A massive sound system will pump vicious beats and ambient sounds taken from vinyl, CDs, and hard drives and mix these with a fusion of sound clips from Taiwan, Australia and from other places around the world. About 3,000 people are expected to turn up and the whole event will be recorded for a DVD.
PHOTO: JULES QUARTLY, TAIPEI TIMES
The result will be "a totally new perspective on electronic music and vision mixing," said festival director Serina Chen. "The reason for this show is that in many other countries which I have visited, cutting edge art is linked with electronics. It is likely to be the medium of art for the 21st century and we don't want to use the word rave [because of its negative connotations]. We want to introduce cyber art."
"I don't think the government is against electronic arts. They are afraid of rave parties, which they equate with drugs. We want digital art, which is already rich, without drugs."
Taiwan, she said, already has some of the best equipment but the approach to electronic music and vision mixing is different. "We have invited Toy Satellite over to help our electronic artists develop another logic toward the medium. Australian art already has good links with electronics and we want to promote that here."
In return, she said, Toy Satellite will be introduced to another culture and this will be an inspiration to them. "There will be a process of stimulation from both sides."
To set the ball rolling, an Australian street theater group, Stalker -- which performed at the Sydney Olympics opening ceremony -- will put on a show that blends acrobatics and architecture on stilts, outside the venue at 8pm.
Then, at 9pm, in what should be one of the most innovative segments of the night, Toy Satellite will perform its "narrative electronic concert" Undercurrents, in which all the images and music that have been developed over the last four and a half months will be segued together in a two hour presentation. The show should evoke contemporary classical composers like Prokofiev, Philip Glass and producers like Adrian Sherwood of On-U Sound, only "juiced up" a bit, said Andrew Garton, composer and co-founder of Toy Satellite.
"This is the culmination of a lot of work that we have been doing for a long time ? consisting of Australian electronic music, found material and sounds that we have been playing with together, not unlike the way jazz improvisation works," Garton said.
"Originally we were planning to exchange our expertise with Taiwanese artists ? but as we got further into it we found that the people were actually doing this stuff themselves. So we really haven't got that much to show them technically, which made us think more along the lines of a collaboration and writing together."
After visiting Kuanghwa Market (光華商場), Taipei's central cut-price computer market, it was even more obvious to Garton that the hardware and software were obtainable in Taiwan, but it's potential was not being fully exploited artistically.

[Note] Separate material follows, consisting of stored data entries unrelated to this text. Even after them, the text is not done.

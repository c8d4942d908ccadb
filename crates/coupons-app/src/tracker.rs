// Rust guideline compliant 2026-10-18

//! Presentation-facing facade over the lifecycle engine.
//!
//! A [`Tracker`] is bound to one owner. It reads that owner's records from a
//! [`CodeStore`], reconciles them against the caller's date, writes
//! corrections back, and runs user actions through the transition rules
//! before persisting them.

use crate::error::{AppError, Result};
use crate::ids::resolve_code_id;
use crate::time::{unix_millis, unix_timestamp};
use chrono::NaiveDate;
use coupons_core::blob::receipt_file_name;
use coupons_core::fsm::transition;
use coupons_core::{
    build_view, reconcile, BlobStore, CodeEdit, CodeStore, Config, DiscountCode, Error, Event,
    FieldSet, Filter, NewCode, Status, View,
};
use rayon::prelude::*;
use std::collections::HashMap;
use tracing::{debug, info, warn};

/// How many IDs are tried before giving up on a create.
const MAX_ID_ATTEMPTS: u32 = 8;

/// How many file names are tried before giving up on an upload.
const MAX_UPLOAD_ATTEMPTS: i64 = 4;

/// A receipt image supplied by the user.
#[derive(Debug, Clone, PartialEq, Eq)]
pub struct ImageUpload {
    /// Original file name; only its extension is kept.
    pub file_name: String,
    /// Raw image bytes.
    pub bytes: Vec<u8>,
}

/// What an edit does to the receipt image.
#[derive(Debug, Clone, Default, PartialEq, Eq)]
pub enum ImageChange {
    /// Leave the current image as it is.
    #[default]
    Keep,
    /// Upload a new image and drop the old one.
    Replace(ImageUpload),
    /// Drop the current image.
    Remove,
}

/// Discount code tracker for a single owner.
#[derive(Debug)]
pub struct Tracker<S, B> {
    store: S,
    blobs: B,
    owner_id: String,
    config: Config,
}

impl<S, B> Tracker<S, B>
where
    S: CodeStore,
    B: BlobStore,
{
    /// Creates a tracker for `owner_id`.
    ///
    /// # Errors
    ///
    /// Returns an error if the owner is blank.
    pub fn new(store: S, blobs: B, owner_id: &str, config: Config) -> Result<Self> {
        let owner_id = owner_id.trim();
        if owner_id.is_empty() {
            return Err(AppError::InvalidInput("Owner cannot be empty".to_string()));
        }
        Ok(Self {
            store,
            blobs,
            owner_id: owner_id.to_string(),
            config,
        })
    }

    /// Returns the owner this tracker acts for.
    #[must_use]
    pub fn owner_id(&self) -> &str {
        &self.owner_id
    }

    /// Returns the active configuration.
    #[must_use]
    pub fn config(&self) -> &Config {
        &self.config
    }

    /// Returns the underlying record store.
    #[must_use]
    pub fn store(&self) -> &S {
        &self.store
    }

    /// Returns the underlying blob store.
    #[must_use]
    pub fn blobs(&self) -> &B {
        &self.blobs
    }

    /// Builds the filtered view of the owner's records.
    ///
    /// Stale active records are expired and written back before the view is
    /// built. Write-back failures are logged and do not fail the view.
    ///
    /// # Arguments
    ///
    /// * `filter` - Status and store filters
    /// * `today` - The current calendar date
    ///
    /// # Errors
    ///
    /// Returns an error if the records cannot be fetched.
    pub fn view(&self, filter: &Filter, today: NaiveDate) -> Result<View> {
        let codes = self.reconciled_codes(today)?;
        let view = build_view(&codes, filter, today, self.config.expiring_soon_days);
        debug!(
            owner = %self.owner_id,
            shown = view.items.len(),
            total = view.counts.total,
            "built view"
        );
        Ok(view)
    }

    /// Fetches the owner's records, reconciles them, and writes corrections
    /// back in parallel.
    ///
    /// # Errors
    ///
    /// Returns an error if the records cannot be fetched.
    pub fn reconciled_codes(&self, today: NaiveDate) -> Result<Vec<DiscountCode>> {
        let fetched = self.store.fetch_all(&self.owner_id)?;
        let outcome = reconcile(fetched, today);
        if outcome.is_clean() {
            return Ok(outcome.codes);
        }

        let now = unix_timestamp()?;
        let stale: Vec<&DiscountCode> = outcome.changed_codes().collect();
        let written: HashMap<String, DiscountCode> = stale
            .par_iter()
            .filter_map(|code| {
                match self
                    .store
                    .update_fields(&code.id, &FieldSet::status(Status::Expired, now))
                {
                    Ok(stored) => Some((stored.id.clone(), stored)),
                    Err(err) => {
                        warn!(id = %code.id, error = %err, "failed to write back expired status");
                        None
                    }
                }
            })
            .collect();

        info!(
            owner = %self.owner_id,
            expired = outcome.changed.len(),
            written = written.len(),
            "reconciled stale codes"
        );

        Ok(outcome
            .codes
            .into_iter()
            .map(|code| match written.get(&code.id) {
                Some(stored) => stored.clone(),
                None => code,
            })
            .collect())
    }

    /// Looks up one of the owner's records by full or partial ID.
    ///
    /// # Errors
    ///
    /// Returns an error if the ID is unknown or ambiguous.
    pub fn get(&self, id: &str) -> Result<DiscountCode> {
        let codes = self.store.fetch_all(&self.owner_id)?;
        let full_id = resolve_code_id(id, &codes)?;
        codes
            .into_iter()
            .find(|code| code.id == full_id)
            .ok_or_else(|| Error::NotFound(id.to_string()).into())
    }

    /// Marks a code as used.
    ///
    /// # Errors
    ///
    /// Returns an error if the code is unknown or not active.
    pub fn mark_used(&self, id: &str, today: NaiveDate) -> Result<DiscountCode> {
        self.apply_event(id, Event::MarkUsed, today)
    }

    /// Restores a used code to active.
    ///
    /// # Errors
    ///
    /// Returns an error if the code is unknown, not used, or past its
    /// expiry date.
    pub fn restore(&self, id: &str, today: NaiveDate) -> Result<DiscountCode> {
        self.apply_event(id, Event::Restore, today)
    }

    fn apply_event(&self, id: &str, event: Event, today: NaiveDate) -> Result<DiscountCode> {
        let current = self.get(id)?;
        let status = transition(&current, event, today)?;
        let updated = self
            .store
            .update_fields(&current.id, &FieldSet::status(status, unix_timestamp()?))?;

        info!(
            id = %updated.id,
            event = %event,
            from = %current.status,
            to = %updated.status,
            "applied transition"
        );
        Ok(updated)
    }

    /// Deletes a record and its receipt image.
    ///
    /// The image is removed only after the record is gone; failing to
    /// remove it is logged and does not fail the delete.
    ///
    /// # Returns
    ///
    /// The deleted record.
    ///
    /// # Errors
    ///
    /// Returns an error if the code is unknown or the store fails.
    pub fn delete_record(&self, id: &str) -> Result<DiscountCode> {
        let current = self.get(id)?;
        self.store.delete(&current.id)?;
        if let Some(reference) = &current.image_url {
            self.discard_blob(reference);
        }
        info!(id = %current.id, "deleted discount code");
        Ok(current)
    }

    /// Records a new discount code, optionally with a receipt image.
    ///
    /// The record is always created for this tracker's owner, whatever
    /// `new.owner_id` says, and always starts `active`.
    ///
    /// # Errors
    ///
    /// Returns an error if:
    /// - The request fails validation (checked before any upload)
    /// - The image is empty or too large
    /// - The blob or record store fails
    pub fn create_record(&self, new: NewCode, image: Option<ImageUpload>) -> Result<DiscountCode> {
        let mut new = NewCode {
            owner_id: self.owner_id.clone(),
            ..new
        }
        .normalized();
        new.validate(image.is_some())?;
        if let Some(upload) = &image {
            self.check_upload(upload)?;
        }

        let uploaded = match &image {
            Some(upload) => Some(self.upload_receipt(upload)?),
            None => None,
        };
        new.image_url = uploaded.clone();

        let now = unix_timestamp()?;
        match self.insert_with_fresh_id(new, now) {
            Ok(record) => {
                info!(id = %record.id, store = %record.store_name, "created discount code");
                Ok(record)
            }
            Err(err) => {
                if let Some(reference) = &uploaded {
                    self.discard_blob(reference);
                }
                Err(err)
            }
        }
    }

    fn insert_with_fresh_id(&self, new: NewCode, now: i64) -> Result<DiscountCode> {
        let mut last_id = String::new();
        for nonce in 0..MAX_ID_ATTEMPTS {
            let record = DiscountCode::create(new.clone(), now, nonce)?;
            match self.store.insert(record) {
                Ok(stored) => return Ok(stored),
                Err(Error::DuplicateId(id)) => {
                    debug!(id = %id, nonce, "ID collision, retrying");
                    last_id = id;
                }
                Err(err) => return Err(err.into()),
            }
        }
        Err(Error::DuplicateId(last_id).into())
    }

    /// Edits the user-editable fields and the receipt image of a record.
    ///
    /// The edited result is validated before anything is uploaded or
    /// written. A replaced or removed image is deleted from the blob store
    /// only after the record is saved.
    ///
    /// # Errors
    ///
    /// Returns an error if:
    /// - The code is unknown or ambiguous
    /// - The edit requests no change
    /// - The edited record would fail validation
    /// - The image is empty or too large
    /// - The blob or record store fails
    pub fn edit_record(&self, id: &str, edit: CodeEdit, image: ImageChange) -> Result<DiscountCode> {
        if edit.is_empty() && image == ImageChange::Keep {
            return Err(AppError::InvalidInput("No changes requested".to_string()));
        }

        let current = self.get(id)?;
        let mut preview = current.clone();
        edit.apply_to(&mut preview);
        match &image {
            ImageChange::Keep => {}
            ImageChange::Remove => preview.image_url = None,
            ImageChange::Replace(upload) => {
                self.check_upload(upload)?;
                preview.image_url = Some(receipt_file_name(&upload.file_name, 0));
            }
        }
        preview.validate()?;

        let uploaded = match &image {
            ImageChange::Replace(upload) => Some(self.upload_receipt(upload)?),
            _ => None,
        };

        let fields = FieldSet::from_edit(&edit, unix_timestamp()?);
        let fields = match &image {
            ImageChange::Keep => fields,
            ImageChange::Remove => fields.with_image_url(None),
            ImageChange::Replace(_) => fields.with_image_url(uploaded.clone()),
        };

        let updated = match self.store.update_fields(&current.id, &fields) {
            Ok(updated) => updated,
            Err(err) => {
                if let Some(reference) = &uploaded {
                    self.discard_blob(reference);
                }
                return Err(err.into());
            }
        };

        if image != ImageChange::Keep {
            if let Some(old) = &current.image_url {
                self.discard_blob(old);
            }
        }

        info!(id = %updated.id, "edited discount code");
        Ok(updated)
    }

    fn check_upload(&self, upload: &ImageUpload) -> Result<()> {
        let size = upload.bytes.len() as u64;
        if size == 0 {
            return Err(Error::Validation("Receipt image is empty".to_string()).into());
        }
        if size > self.config.max_image_bytes {
            return Err(Error::Validation(format!(
                "Receipt image is {} bytes, the limit is {} bytes",
                size, self.config.max_image_bytes
            ))
            .into());
        }
        Ok(())
    }

    fn upload_receipt(&self, upload: &ImageUpload) -> Result<String> {
        let millis = unix_millis()?;
        let mut last_err = None;
        for offset in 0..MAX_UPLOAD_ATTEMPTS {
            let file_name = receipt_file_name(&upload.file_name, millis + offset);
            match self.blobs.upload(&self.owner_id, &file_name, &upload.bytes) {
                Ok(reference) => {
                    debug!(reference = %reference, bytes = upload.bytes.len(), "uploaded receipt");
                    return Ok(reference);
                }
                Err(Error::DuplicateId(name)) => {
                    last_err = Some(Error::DuplicateId(name));
                }
                Err(err) => return Err(err.into()),
            }
        }
        Err(last_err
            .unwrap_or_else(|| Error::Upstream("Receipt upload failed".to_string()))
            .into())
    }

    fn discard_blob(&self, reference: &str) {
        if let Err(err) = self.blobs.remove(&self.owner_id, reference) {
            warn!(reference = %reference, error = %err, "failed to remove receipt image");
        }
    }
}
// Rust guideline compliant 2026-10-18

//! Shared application services for Coupons.
//!
//! This crate provides the presentation-facing [`Tracker`] plus reusable,
//! non-CLI-specific helpers for repository discovery, ID resolution, input
//! parsing, clock access, and standardized response envelopes.

pub mod error;
pub mod ids;
pub mod input;
pub mod list;
pub mod repo;
pub mod response;
pub mod time;
pub mod tracker;

pub use error::{AppError, ErrorCode, Result};
pub use ids::resolve_code_id;
pub use input::{parse_amount, parse_date};
pub use list::{build_filter, parse_status, parse_status_filter};
pub use repo::RepoContext;
pub use response::ErrorEnvelope;
pub use time::{today, unix_millis, unix_timestamp};
pub use tracker::{ImageChange, ImageUpload, Tracker};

"We are used to working in the context of different cultures and electronic music and we want to show that bureaucracy and lack of funding should not stand in the way of a good idea," he said, adding that rave has been perceived as a low-end cultural experience rather than high-art, an impression which Cyber Fire Cyber Time aims to change.
The third segment of the night will be from 11pm to 1am, when Taiwan's DJs get a chance to show off their spinning skills.
Trying to open minds
DJ Monbaza says dance music should be "more about DIY (do-it-yourself) and less about inhibitions ... We want to open minds, not tell people what is right and wrong. Electronic music is a new lifestyle in which you can express all sorts of different things. People need to be shown a new way of thinking, to let them live and enjoy life more."
"As far as the police are concerned, they are also our friends and we want them to understand that it is safe to have a party and that we are responsible," he said. "We are promoting a positive revolution, an evolution."
Among the Taiwanese DJs, Lin Chung's set of ambient, acid and industry tunes, will be one of the most eagerly anticipated. DJ Ty will play a jazzy drum and bass set, which he said he hopes "will merge Western techno house music with a Taiwanese and Chinese feel inside."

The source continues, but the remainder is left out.